According to the March 24, 2015 news release, “The patients with delirium had a mean age of 85, and were more likely to have a higher American Society of Anesthesiologists (ASA) score (“one” represents a “completely healthy fit patient, ” and “five, ” a patient not expected to live beyond 24 hours without surgery). After controlling for these differences, perioperative delirium was associated with $8, 282 ($8, 649 in U.S. dollars) in additional hospital costs (1.5 times the cost of patients who did not experience delirium). A significantly greater proportion of patients who experienced perioperative delirium required long-term and/or skilled care facility admission following their hospital stay (8% versus 0%).”

“Older patients are at high risk of developing delirium during hospitalization for a hip fracture, which is associated with worse outcomes, ” said orthopedic surgeon and lead study author Michael G. Zywiel, M.D. “Our work demonstrates that delirium also markedly increases the cost of elderly patient care while in the hospital. Given the high number of patients hospitalized every year with a hip fracture, there is a real need to develop and fund improved interventions to prevent in-hospital delirium in these patients.”

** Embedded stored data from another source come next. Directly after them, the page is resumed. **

//! Receive order line matching and transfer line reconciliation

use uuid::Uuid;

use super::{receipt_discrepancy, StockLine};
use crate::validation::ValidationFailure;

/// One transfer order line: what was sent and, once received, what arrived
#[derive(Debug, Clone, Copy, PartialEq, Eq)]
pub struct TransferLineReceipt {
    pub sku_id: Uuid,
    pub batch_id: Uuid,
    pub sent_quantity: i32,
    pub received_quantity: Option<i32>,
}

impl TransferLineReceipt {
    /// A line as dispatched, before any receipt
    pub fn sent(sku_id: Uuid, batch_id: Uuid, sent_quantity: i32) -> Self {
        Self {
            sku_id,
            batch_id,
            sent_quantity,
            received_quantity: None,
        }
    }

    /// Received minus sent; `None` until the line is received
    pub fn discrepancy(&self) -> Option<i32> {
        receipt_discrepancy(self.sent_quantity, self.received_quantity)
    }
}

/// Every received line must correspond to a (sku, batch) line that was sent
/// on the transfer order. Quantities may differ.
pub fn match_receipt_lines(
    sent: &[(Uuid, Uuid)],
    received: &[StockLine],
) -> Result<(), ValidationFailure> {
    for line in received {
        if !sent.contains(&(line.sku_id, line.batch_id)) {
            return Err(ValidationFailure::new(
                "items",
                format!(
                    "sku {} batch {} was not sent on this transfer order",
                    line.sku_id, line.batch_id
                ),
            ));
        }
    }
    Ok(())
}

/// Record a receipt on a transfer order's lines.
///
/// Every received line must match a sent line. Sent lines that the receipt
/// leaves out keep `received_quantity = None`.
pub fn reconcile_receipt(
    lines: &[TransferLineReceipt],
    received: &[StockLine],
) -> Result<Vec<TransferLineReceipt>, ValidationFailure> {
    let sent: Vec<(Uuid, Uuid)> = lines.iter().map(|l| (l.sku_id, l.batch_id)).collect();
    match_receipt_lines(&sent, received)?;

    Ok(lines
        .iter()
        .map(|line| {
            let arrived = received
                .iter()
                .find(|r| r.sku_id == line.sku_id && r.batch_id == line.batch_id)
                .map(|r| r.quantity);
            TransferLineReceipt {
                received_quantity: arrived.or(line.received_quantity),
                ..*line
            }
        })
        .collect())
}
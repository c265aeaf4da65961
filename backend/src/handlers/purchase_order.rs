//! HTTP handlers for purchase orders

use axum::{
    extract::{Path, Query, State},
    http::StatusCode,
    Json,
};
use serde::Deserialize;
use shared::PurchaseOrderStatus;
use uuid::Uuid;

use crate::error::AppResult;
use crate::middleware::{CurrentUser, Privilege};
use crate::services::purchase_order::{
    CreatePurchaseOrderInput, PurchaseOrderDetail, PurchaseOrderService,
};
use crate::AppState;

const FEATURE: &str = "purchase_order";

#[derive(Debug, Deserialize)]
pub struct PurchaseOrderQuery {
    pub status: Option<PurchaseOrderStatus>,
}

/// Create a purchase order
pub async fn create_purchase_order(
    State(state): State<AppState>,
    current_user: CurrentUser,
    Json(input): Json<CreatePurchaseOrderInput>,
) -> AppResult<(StatusCode, Json<PurchaseOrderDetail>)> {
    current_user.authorize(FEATURE, Privilege::Create)?;
    let service = PurchaseOrderService::new(state.db);
    let po = service.create_po(current_user.user_id(), input).await?;
    Ok((StatusCode::CREATED, Json(po)))
}

/// List purchase orders, optionally by status
pub async fn list_purchase_orders(
    State(state): State<AppState>,
    current_user: CurrentUser,
    Query(query): Query<PurchaseOrderQuery>,
) -> AppResult<Json<Vec<PurchaseOrderDetail>>> {
    current_user.authorize(FEATURE, Privilege::View)?;
    let service = PurchaseOrderService::new(state.db);
    let pos = service.list_pos(query.status).await?;
    Ok(Json(pos))
}

pub async fn get_purchase_order(
    State(state): State<AppState>,
    current_user: CurrentUser,
    Path(po_id): Path<Uuid>,
) -> AppResult<Json<PurchaseOrderDetail>> {
    current_user.authorize(FEATURE, Privilege::View)?;
    let service = PurchaseOrderService::new(state.db);
    let po = service.get_po(po_id).await?;
    Ok(Json(po))
}
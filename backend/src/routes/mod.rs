//! Route definitions for the Stockflow API

use axum::{
    middleware,
    routing::{get, post},
    Router,
};

use crate::{handlers, middleware::auth_middleware, AppState};

/// Create API routes
pub fn api_routes(state: AppState) -> Router<AppState> {
    Router::new()
        // Health check (public)
        .route("/health", get(handlers::health_check))
        // Protected routes
        .nest("/stock", stock_routes(state.clone()))
        .nest("/batches", batch_routes(state.clone()))
        .nest("/purchase-orders", purchase_order_routes(state.clone()))
        .nest("/transfer-orders", transfer_order_routes(state.clone()))
        .nest("/receive-orders", receive_order_routes(state))
}

/// Stock ledger routes (protected)
fn stock_routes(state: AppState) -> Router<AppState> {
    Router::new()
        .route("/", get(handlers::list_stock))
        .route("/cell", get(handlers::get_cell).put(handlers::edit_stock))
        .route("/history", get(handlers::list_history))
        .route("/audit", get(handlers::audit_ledger))
        .route_layer(middleware::from_fn_with_state(state, auth_middleware))
}

/// Batch routes (protected)
fn batch_routes(state: AppState) -> Router<AppState> {
    Router::new()
        .route("/", get(handlers::list_batches).post(handlers::create_batch))
        .route("/:batch_id", get(handlers::get_batch))
        .route_layer(middleware::from_fn_with_state(state, auth_middleware))
}

/// Purchase order routes (protected)
fn purchase_order_routes(state: AppState) -> Router<AppState> {
    Router::new()
        .route(
            "/",
            get(handlers::list_purchase_orders).post(handlers::create_purchase_order),
        )
        .route("/:po_id", get(handlers::get_purchase_order))
        .route_layer(middleware::from_fn_with_state(state, auth_middleware))
}

/// Transfer order routes (protected)
fn transfer_order_routes(state: AppState) -> Router<AppState> {
    Router::new()
        .route("/", get(handlers::list_transfer_orders))
        .route("/from-po", post(handlers::create_transfer_from_po))
        .route("/manual", post(handlers::create_manual_transfer))
        .route("/:to_id", get(handlers::get_transfer_order))
        .route_layer(middleware::from_fn_with_state(state, auth_middleware))
}

/// Receive order routes (protected)
fn receive_order_routes(state: AppState) -> Router<AppState> {
    Router::new()
        .route("/", get(handlers::list_receive_orders))
        .route("/from-to", post(handlers::create_receive_from_to))
        .route("/manual", post(handlers::create_manual_receive))
        .route("/:ro_id", get(handlers::get_receive_order))
        .route_layer(middleware::from_fn_with_state(state, auth_middleware))
}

Dr. Zywiel told OTW, “We were particularly surprised to learn that almost 50% of these patients experienced delirium while in hospital. This was higher than we expected, and reinforces how easy it is to miss delirium if patients aren’t being routinely screened for it using validated methods.”

Regarding solutions, Dr. Zywiel commented to OTW, “The first step is to recognize the problem. We believe that this requires incorporating delirium screening as a routine part of ward care. The second step involves close coordination among all providers involved in the episode of care to proactively address all known modifiable factors that predispose to and precipitate delirium, because we know that treating delirium is far less effective than preventing it in the first place. At minimum this includes coordination between ER, geriatrics, hospitalist medicine, orthopedics, anesthesia, nursing, and rehabilitation teams. The list of evidence-based interventions is long, but includes: early regional pain control, minimizing systemic narcotics, minimizing delay to surgery, blood management techniques to reduce risk of transfusion, minimizing depth of sedation intra-op, avoiding intra-operative hypotension, limited use of Foley catheters, addressing polypharmacy and avoiding medications known to increase risk of delirium, ensuring availability of patient orientation aids (eyeglasses, hearing aids; clock, information board, window within view; regular visitation by family), early and frequent post-operative mobilization.”